Heretohelp1111 · 12/07/2026 22:58

I wouldn't assume it’s an affair as he may not have done anything. I’d assume though that he at least hopes to, as why else would he behaving so secretively. The nice guy act while she’s a little more vulnerable is also in itself a warning sign of how manipulative he can be.

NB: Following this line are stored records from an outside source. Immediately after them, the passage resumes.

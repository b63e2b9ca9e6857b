use crate::core::call::classified;
use crate::core::{
    AffinityDomain, AvailabilityStatus, DocumentEntry, DocumentReference, PatientIdentifier,
    ResponseOutcome, ResponseStatus, Result, Transport,
};
use crate::domain::ports::{FindDocumentsQuery, GetDocumentsQuery, ReturnType};
use std::collections::HashMap;
use std::time::Duration;

/// Registry-side stored queries (ITI-18).
pub struct QueryEngine<'a, T: Transport> {
    transport: &'a T,
    deadline: Option<Duration>,
}

impl<'a, T: Transport> QueryEngine<'a, T> {
    pub fn new(transport: &'a T, deadline: Option<Duration>) -> Self {
        Self {
            transport,
            deadline,
        }
    }

    /// Reference-only FindDocuments query.
    ///
    /// References come back in registry-return order and are never reordered; metadata
    /// selection depends on their position.
    pub async fn find_document_references(
        &self,
        domain: &AffinityDomain,
        patient_id: &PatientIdentifier,
        status_filter: &[AvailabilityStatus],
    ) -> Result<ResponseOutcome> {
        let outcome = self
            .find_documents(domain, patient_id, status_filter, ReturnType::ObjectRef)
            .await?;
        tracing::info!(
            "Query for document references. Response status: {}. Returned {} references.",
            outcome.status,
            outcome.references.len()
        );
        Ok(outcome)
    }

    /// FindDocuments query returning full document entries.
    pub async fn find_document_entries(
        &self,
        domain: &AffinityDomain,
        patient_id: &PatientIdentifier,
        status_filter: &[AvailabilityStatus],
    ) -> Result<ResponseOutcome> {
        let outcome = self
            .find_documents(domain, patient_id, status_filter, ReturnType::LeafClass)
            .await?;
        tracing::info!(
            "Query for document entries. Response status: {}. Returned {} documents.",
            outcome.status,
            outcome.document_entries.len()
        );
        Ok(outcome)
    }

    async fn find_documents(
        &self,
        domain: &AffinityDomain,
        patient_id: &PatientIdentifier,
        status_filter: &[AvailabilityStatus],
        return_type: ReturnType,
    ) -> Result<ResponseOutcome> {
        let registry = domain.require_registry()?;
        patient_id.validate()?;

        let status = if status_filter.is_empty() {
            AvailabilityStatus::default_filter()
        } else {
            status_filter.to_vec()
        };

        let query = FindDocumentsQuery {
            patient_id: patient_id.clone(),
            status,
            return_type,
        };

        tracing::debug!(
            "FindDocuments for patient {} at {}",
            patient_id,
            registry.uri()
        );
        classified(
            self.deadline,
            "find documents query",
            self.transport.send_find_documents_query(registry, &query),
        )
        .await
    }

    /// GetDocuments query for the most recently returned references.
    ///
    /// Walks `references` backward from the end, taking at most `limit` of them, and returns
    /// the matching entries in the input list's order. Entries the registry returns for ids
    /// that were not asked for are dropped.
    pub async fn fetch_metadata(
        &self,
        domain: &AffinityDomain,
        references: &[DocumentReference],
        limit: Option<usize>,
    ) -> Result<ResponseOutcome> {
        let registry = domain.require_registry()?;
        let entry_uuids = select_most_recent(references, limit);

        if entry_uuids.is_empty() {
            return Ok(ResponseOutcome::new(ResponseStatus::Success));
        }

        let query = GetDocumentsQuery {
            entry_uuids,
            return_type: ReturnType::LeafClass,
        };

        let mut outcome = classified(
            self.deadline,
            "get documents query",
            self.transport.send_get_documents_query(registry, &query),
        )
        .await?;

        outcome.document_entries =
            order_by_request(std::mem::take(&mut outcome.document_entries), &query.entry_uuids);

        tracing::info!(
            "Metadata query for the last {} documents. Response status: {}. Returned {} documents.",
            query.entry_uuids.len(),
            outcome.status,
            outcome.document_entries.len()
        );
        Ok(outcome)
    }
}

/// entryUUIDs of the last `limit` references, in their original relative order.
pub fn select_most_recent(references: &[DocumentReference], limit: Option<usize>) -> Vec<String> {
    let take = limit.unwrap_or(references.len()).min(references.len());
    let mut selected: Vec<String> = references
        .iter()
        .rev()
        .take(take)
        .map(|r| r.entry_uuid.clone())
        .collect();
    selected.reverse();
    selected
}

fn order_by_request(entries: Vec<DocumentEntry>, requested: &[String]) -> Vec<DocumentEntry> {
    let position: HashMap<&str, usize> = requested
        .iter()
        .enumerate()
        .map(|(i, id)| (id.as_str(), i))
        .collect();

    let mut ranked: Vec<(usize, DocumentEntry)> = Vec::with_capacity(entries.len());
    for entry in entries {
        match position.get(entry.reference.entry_uuid.as_str()) {
            Some(&i) => ranked.push((i, entry)),
            None => tracing::warn!(
                "Registry returned unrequested entry {}, ignoring it",
                entry.reference.entry_uuid
            ),
        }
    }
    ranked.sort_by_key(|(i, _)| *i);
    ranked.into_iter().map(|(_, entry)| entry).collect()
}

/// First entry whose uniqueId matches, scanning the whole list.
pub fn find_document_by_unique_id<'e>(
    entries: &'e [DocumentEntry],
    unique_id: &str,
) -> Option<&'e DocumentReference> {
    entries
        .iter()
        .find(|entry| entry.reference.unique_id == unique_id)
        .map(|entry| &entry.reference)
}

#[cfg(test)]
mod tests {
    use super::*;
    use crate::core::test_support::*;
    use crate::domain::ports::TransportResponse;

    #[tokio::test]
    async fn test_references_keep_registry_order() {
        let refs = vec![reference(3), reference(1), reference(2)];
        let transport = MockTransport::new().on_find(with_references(refs.clone()));
        let engine = QueryEngine::new(&transport, None);

        let outcome = engine
            .find_document_references(&domain(), &patient(), &[])
            .await
            .unwrap();

        assert_eq!(outcome.status, ResponseStatus::Success);
        assert_eq!(outcome.references, refs);

        match &transport.calls()[0] {
            RecordedCall::Find(query) => {
                assert_eq!(query.status, vec![AvailabilityStatus::Approved]);
                assert_eq!(query.return_type, ReturnType::ObjectRef);
                assert_eq!(query.patient_id, patient());
            }
            other => panic!("unexpected call {:?}", other),
        }
    }

    #[tokio::test]
    async fn test_transport_failure_is_unavailable() {
        let transport = MockTransport::new().failing_find("connection refused");
        let engine = QueryEngine::new(&transport, None);

        let outcome = engine
            .find_document_references(&domain(), &patient(), &[AvailabilityStatus::Approved])
            .await
            .unwrap();

        assert_eq!(outcome.status, ResponseStatus::Unavailable);
        assert!(outcome.references.is_empty());
        assert!(outcome.document_entries.is_empty());
        assert_eq!(transport.calls().len(), 1);
    }

    #[tokio::test]
    async fn test_missing_registry_fails_before_transport() {
        let transport = MockTransport::new();
        let engine = QueryEngine::new(&transport, None);
        let submission_only =
            AffinityDomain::new(ORG, None, Some("http://localhost:9091/xds-iti41"), None).unwrap();

        let err = engine
            .find_document_references(&submission_only, &patient(), &[])
            .await
            .unwrap_err();

        assert!(err.is_configuration());
        assert!(transport.calls().is_empty());
    }

    #[test]
    fn test_select_most_recent_takes_tail() {
        let refs: Vec<_> = (1..=5).map(reference).collect();

        let selected = select_most_recent(&refs, Some(2));
        assert_eq!(
            selected,
            vec![refs[3].entry_uuid.clone(), refs[4].entry_uuid.clone()]
        );

        assert_eq!(select_most_recent(&refs, None).len(), 5);
        assert_eq!(select_most_recent(&refs, Some(10)).len(), 5);
        assert!(select_most_recent(&refs, Some(0)).is_empty());
        assert!(select_most_recent(&[], Some(3)).is_empty());
    }

    #[tokio::test]
    async fn test_fetch_metadata_returns_last_k_in_stable_order() {
        let refs: Vec<_> = (1..=4).map(reference).collect();
        // Registry answers out of order and with one entry nobody asked for.
        let transport =
            MockTransport::new().on_get(with_entries(vec![entry(4), entry(1), entry(3)]));
        let engine = QueryEngine::new(&transport, None);

        let outcome = engine
            .fetch_metadata(&domain(), &refs, Some(2))
            .await
            .unwrap();

        let ids: Vec<_> = outcome
            .document_entries
            .iter()
            .map(|e| e.reference.entry_uuid.clone())
            .collect();
        assert_eq!(ids, vec![refs[2].entry_uuid.clone(), refs[3].entry_uuid.clone()]);

        match &transport.calls()[0] {
            RecordedCall::Get(query) => {
                assert_eq!(query.entry_uuids.len(), 2);
                assert_eq!(query.return_type, ReturnType::LeafClass);
            }
            other => panic!("unexpected call {:?}", other),
        }
    }

    #[tokio::test]
    async fn test_fetch_metadata_without_references_skips_transport() {
        let transport = MockTransport::new();
        let engine = QueryEngine::new(&transport, None);

        let outcome = engine.fetch_metadata(&domain(), &[], Some(3)).await.unwrap();

        assert!(outcome.is_success());
        assert!(outcome.document_entries.is_empty());
        assert!(transport.calls().is_empty());
    }

    #[tokio::test]
    async fn test_fetch_metadata_keeps_registry_errors() {
        let transport = MockTransport::new().on_get(TransportResponse {
            status: Some("urn:ihe:iti:2007:ResponseStatusType:PartialSuccess".to_string()),
            error_list: Some(vec![crate::domain::ports::RegistryError {
                value: Some("XDSRegistryBusy".to_string()),
                ..Default::default()
            }]),
            document_entries: vec![entry(1)],
            ..Default::default()
        });
        let engine = QueryEngine::new(&transport, None);

        let outcome = engine
            .fetch_metadata(&domain(), &[reference(1)], None)
            .await
            .unwrap();

        assert_eq!(outcome.status, ResponseStatus::PartialSuccess);
        assert_eq!(outcome.errors.len(), 1);
        assert_eq!(outcome.document_entries.len(), 1);
    }

    #[test]
    fn test_find_by_unique_id_scans_every_entry() {
        let entries: Vec<_> = (1..=4).map(entry).collect();

        // The match sits last: a scan that gives up on the first mismatch would miss it.
        let found = find_document_by_unique_id(&entries, "1.2.3.4").unwrap();
        assert_eq!(found.entry_uuid, entries[3].reference.entry_uuid);

        assert!(find_document_by_unique_id(&entries, "1.2.3.1").is_some());
        assert!(find_document_by_unique_id(&entries, "9.9.9").is_none());
        assert!(find_document_by_unique_id(&[], "1.2.3.1").is_none());
    }
}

ShakyBake · 12/07/2026 22:59

I'm someone who jumps to conclusions and can't help myself so perhaps don't read too much into this; I'd put the left leg of each of his trousers & shorts into a shredder

sirensinger · 12/07/2026 23:02

ShakyBake · 12/07/2026 22:59

I'm someone who jumps to conclusions and can't help myself so perhaps don't read too much into this; I'd put the left leg of each of his trousers & shorts into a shredder

😆

BibbityBobbity2 · 12/07/2026 23:05

He wouldn’t lie if there was absolutely nothing to worry about. Even if it’s just an unrequited crush on his side. I’d be watching for him switching off his location on Find My Friends. I’d also be telling him that the evasiveness about where he’s been and who he’s been with only creates distrust and if that continues the relationship will be over.

2Rebecca · 12/07/2026 23:07

Your husband’s behaviour is very suspicious. This isn’t a woman whose husband of many years died but someone who is well rid of a dodgy boyfriend whose parents she only met once. I doubt he’d be making special breakfasts for a male friend who’d been dumped. Why is he going round her house at all for his running? If she’s a mutual friend then I would say something but it sounds like she’s his friend not yours. I would not be happy with more visits to this woman.

Allseeingallknowing · 12/07/2026 23:17

Strange she told you about the oats, unless it was a case of getting her version in first

Manxexile · 12/07/2026 23:17

TheClocksFast · 12/07/2026 20:33

That didn’t take him long.

maybe he's why Cathy's relationship broke-up?

Manxexile · 12/07/2026 23:20

"Overnight oats" eh?

Strange thing to leave on somebody's windowsill...

FreightNot · 12/07/2026 23:22

In my opinion, Cathy may be an innocent party in all this. She’s been honest and upfront with you, it seems. Your husband has something going on with her—but I think it might be an unrequited crush at this point. Why else would he lie?